Ela miró al cielo, pero, en lugar de verlo azul, lo encontró ennegrecido por un gran nube de flechas que reducían al unísono la distancia. Pero aún más rápido que las flechas, fue el repentino crecimiento de un gran árbol, que con todas sus ramas, hojas, tronco e incluso sus raíces, protegió de los proyectiles a los fugitivos. Aún así, una de las pocas flechas que consiguieron atravesar el bosque de ramas y hojas hirió el brazo izquierdo de Ela, afortunadamente tan sólo le pasó rozando. Ela cayó al suelo, pero se incorporó rápidamente para averiguar qué estaba pasando. Lo primero que vio fue a Rohm tirado en el suelo y después a sus hermanos intentando ayudarle. Se acercó corriendo.


- ¡Rohm! ¿Estás bien?


Pero Rohm estaba inconsciente, seguramente por el excesivo gasto de energía que había hecho para protegerlos.


- ¡Zoe, Tao! ¡Poned a Rohm a cubierto!


Ela se asomó con sumo cuidado para ver quién les estaba atacando. Descubrió con horror que, agazapados sobre los tejados, había un escuadrón completo de arqueros, pero su pánico aumentó aún más cuando advirtió a una docena de sombras que corrían hacia ella. Tengo que hacer algo. Pensó.

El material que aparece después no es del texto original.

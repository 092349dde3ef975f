use std::convert::Infallible;

use axum::{
    extract::{Query, State},
    http::StatusCode,
    response::{
        sse::{Event, KeepAlive, Sse},
        Html, IntoResponse, Response,
    },
    Json,
};
use futures::{stream, Stream, StreamExt};
use tracing::{error, info};

use super::types::{ErrorResponse, HealthResponse, VerifyRequest, EMPTY_INPUT_MESSAGE};
use crate::state::AppState;
use crate::verify::Progress;

pub async fn index_handler() -> Html<&'static str> {
    Html(include_str!("index.html"))
}

pub async fn health_handler() -> impl IntoResponse {
    Json(HealthResponse::default())
}

fn bad_request() -> Response {
    (
        StatusCode::BAD_REQUEST,
        Json(ErrorResponse::new(EMPTY_INPUT_MESSAGE)),
    )
        .into_response()
}

/// Run the pipeline and answer with the whole report.
pub async fn verify_handler(
    State(state): State<AppState>,
    Json(request): Json<VerifyRequest>,
) -> Response {
    let Some(statement) = request.statement() else {
        return bad_request();
    };

    let Ok(_permit) = state.run_gate.acquire().await else {
        return (
            StatusCode::SERVICE_UNAVAILABLE,
            Json(ErrorResponse::new("Server is shutting down")),
        )
            .into_response();
    };

    match state.pipeline.run(statement, &Progress::none()).await {
        Ok(report) => (StatusCode::OK, Json(report)).into_response(),
        Err(e) => {
            error!(statement, error = %format!("{:#}", e), "Verification run failed");
            (
                StatusCode::BAD_GATEWAY,
                Json(ErrorResponse::new(format!("{:#}", e))),
            )
                .into_response()
        }
    }
}

/// Same run as `verify_handler`, streamed as server-sent events: `progress`
/// for every pipeline event, then one `report` or `error`.
pub async fn verify_stream_handler(
    State(state): State<AppState>,
    Query(request): Query<VerifyRequest>,
) -> Response {
    let Some(statement) = request.statement().map(String::from) else {
        return bad_request();
    };

    info!(statement = %statement, "Streaming verification requested");
    Sse::new(run_stream(state, statement))
        .keep_alive(KeepAlive::default())
        .into_response()
}

fn run_stream(
    state: AppState,
    statement: String,
) -> impl Stream<Item = Result<Event, Infallible>> + Send + 'static {
    let (progress, rx) = Progress::channel();

    let run = tokio::spawn(async move {
        let _permit = state.run_gate.clone().acquire_owned().await?;
        state.pipeline.run(&statement, &progress).await
    });

    let events = stream::unfold(rx, |mut rx| async move {
        rx.recv().await.map(|event| (event, rx))
    })
    .map(|event| json_event("progress", &event));

    // The progress sender lives inside the run task, so `events` ends when it does.
    let outcome = stream::once(async move {
        match run.await {
            Ok(Ok(report)) => json_event("report", &report),
            Ok(Err(e)) => {
                error!(error = %format!("{:#}", e), "Streaming verification run failed");
                json_event("error", &ErrorResponse::new(format!("{:#}", e)))
            }
            Err(e) => {
                error!(error = %e, "Verification task panicked");
                json_event("error", &ErrorResponse::new("Verification task failed"))
            }
        }
    });

    events.chain(outcome).map(Ok)
}

fn json_event<T: serde::Serialize>(name: &str, payload: &T) -> Event {
    match serde_json::to_string(payload) {
        Ok(data) => Event::default().event(name).data(data),
        Err(e) => Event::default()
            .event("error")
            .data(format!("{{\"error\":\"serialization failed: {}\"}}", e)),
    }
}

#[cfg(test)]
mod tests {
    use std::sync::Arc;
    use std::time::Duration;

    use anyhow::{anyhow, Result};
    use async_trait::async_trait;
    use axum::http::StatusCode;
    use axum_test::TestServer;
    use serde_json::{json, Value};

    use crate::llm::TextGenerator;
    use crate::search::EvidenceSearch;
    use crate::state::AppState;
    use crate::verify::types::Evidence;
    use crate::verify::Pipeline;
    use crate::web::create_router;

    struct CannedLlm {
        synthesis: Option<&'static str>,
    }

    #[async_trait]
    impl TextGenerator for CannedLlm {
        async fn generate(&self, prompt: &str, _system: Option<&str>) -> Result<String> {
            if prompt.contains("Make a bullet point list") {
                Ok("* Is the moon made of cheese?".to_string())
            } else if prompt.contains("Reasoning Steps:") {
                self.synthesis
                    .map(String::from)
                    .ok_or_else(|| anyhow!("quota exceeded"))
            } else {
                Ok("The claim is *FALSE*.".to_string())
            }
        }
    }

    struct CannedSearch;

    #[async_trait]
    impl EvidenceSearch for CannedSearch {
        async fn search(&self, _query: &str) -> Result<Vec<Evidence>> {
            Ok(vec![Evidence {
                title: Some("Moon".to_string()),
                url: Some("https://nasa.gov/moon".to_string()),
                content: Some("The moon is rock.".to_string()),
                score: None,
            }])
        }
    }

    fn server(synthesis: Option<&'static str>) -> TestServer {
        let pipeline = Pipeline::new(
            Arc::new(CannedLlm { synthesis }),
            Arc::new(CannedSearch),
            Duration::ZERO,
        );
        TestServer::new(create_router(AppState::new(pipeline, 1))).unwrap()
    }

    #[tokio::test]
    async fn test_health() {
        let response = server(None).get("/health").await;
        response.assert_status_ok();
        assert_eq!(response.json::<Value>()["status"], "ok");
    }

    #[tokio::test]
    async fn test_index_page() {
        let response = server(None).get("/").await;
        response.assert_status_ok();
        assert!(response.text().contains("News Verification Assistant"));
    }

    #[tokio::test]
    async fn test_verify_rejects_blank_statement() {
        let response = server(None)
            .post("/api/verify")
            .json(&json!({ "statement": "   " }))
            .await;
        response.assert_status_bad_request();
        assert_eq!(
            response.json::<Value>()["error"],
            "Input cannot be empty. Please provide a valid statement."
        );
    }

    #[tokio::test]
    async fn test_verify_returns_report() {
        let response = server(Some("Final Result: FAKE\nOverall Reasoning: rock."))
            .post("/api/verify")
            .json(&json!({ "statement": "  The moon is made of cheese.  " }))
            .await;
        response.assert_status_ok();

        let body = response.json::<Value>();
        assert_eq!(body["statement"], "The moon is made of cheese.");
        assert_eq!(body["status"], "completed");
        assert_eq!(body["verdict"], "FAKE");
        assert_eq!(body["evidence"][0]["assumption"], "Is the moon made of cheese?");
        assert_eq!(body["judgments"][0]["source_url"], "https://nasa.gov/moon");
        assert_eq!(body["sources"][0]["title"], "Moon");
    }

    #[tokio::test]
    async fn test_verify_synthesis_failure_is_bad_gateway() {
        let response = server(None)
            .post("/api/verify")
            .json(&json!({ "statement": "The moon is made of cheese." }))
            .await;
        response.assert_status(StatusCode::BAD_GATEWAY);
        assert!(response.json::<Value>()["error"]
            .as_str()
            .unwrap()
            .contains("quota exceeded"));
    }

    #[tokio::test]
    async fn test_stream_emits_progress_then_report() {
        let response = server(Some("Final Result: REAL"))
            .get("/api/verify/stream")
            .add_query_param("statement", "The moon is made of cheese.")
            .await;
        response.assert_status_ok();

        let text = response.text();
        let first_progress = text.find("event: progress").unwrap();
        let report = text.find("event: report").unwrap();
        assert!(first_progress < report);
        assert!(text.contains("\"stage\":\"generating\""));
        assert!(text.contains("\"verdict\":\"REAL\""));
    }

    #[tokio::test]
    async fn test_stream_reports_synthesis_failure() {
        let response = server(None)
            .get("/api/verify/stream")
            .add_query_param("statement", "The moon is made of cheese.")
            .await;
        let text = response.text();
        assert!(text.contains("event: error"));
        assert!(!text.contains("event: report"));
    }

    #[tokio::test]
    async fn test_stream_rejects_blank_statement() {
        server(None)
            .get("/api/verify/stream")
            .add_query_param("statement", "")
            .await
            .assert_status_bad_request();
    }
}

Miró a ambos lados de la plaza con la esperanza de encontrar una vía de escape, vio un posible refugio, pero lo único que conseguirían sería meterse de lleno en una ratonera; después se giró hacia la calle principal que daba al centro de la ciudad, una idea suicida pues allí abría demasiados enemigos; por último oteó el bosque, un imposible con Rohm herido, los acribillarían antes siquiera de salir de la plaza. No quedaba más remedio, tendría que luchar, no tenía muchas posibilidades ya que le superaban en número y armamento, pero no iba a permitir que esos desgraciados se acercasen a sus hermanos. No, no estaba dispuesta a perder a nadie más. Por el rabillo del ojo pudo ver que Tao, arrodillado junto a Rohm y a Zoe, la estaba mirando, ella se giró y aguardó a que Zoe también mirase. Entonces, mientras les dedicaba una sonrisa, entrelazó los dedos índice y corazón y se los acercó al pecho. Los mellizos reconocieron ese gesto al instante, y se miraron horrorizados. Ela se dio la vuelta sin esperar a que sus hermanos reaccionasen y atravesó las puntiagudas ramas del gran árbol para encararse a los soldados.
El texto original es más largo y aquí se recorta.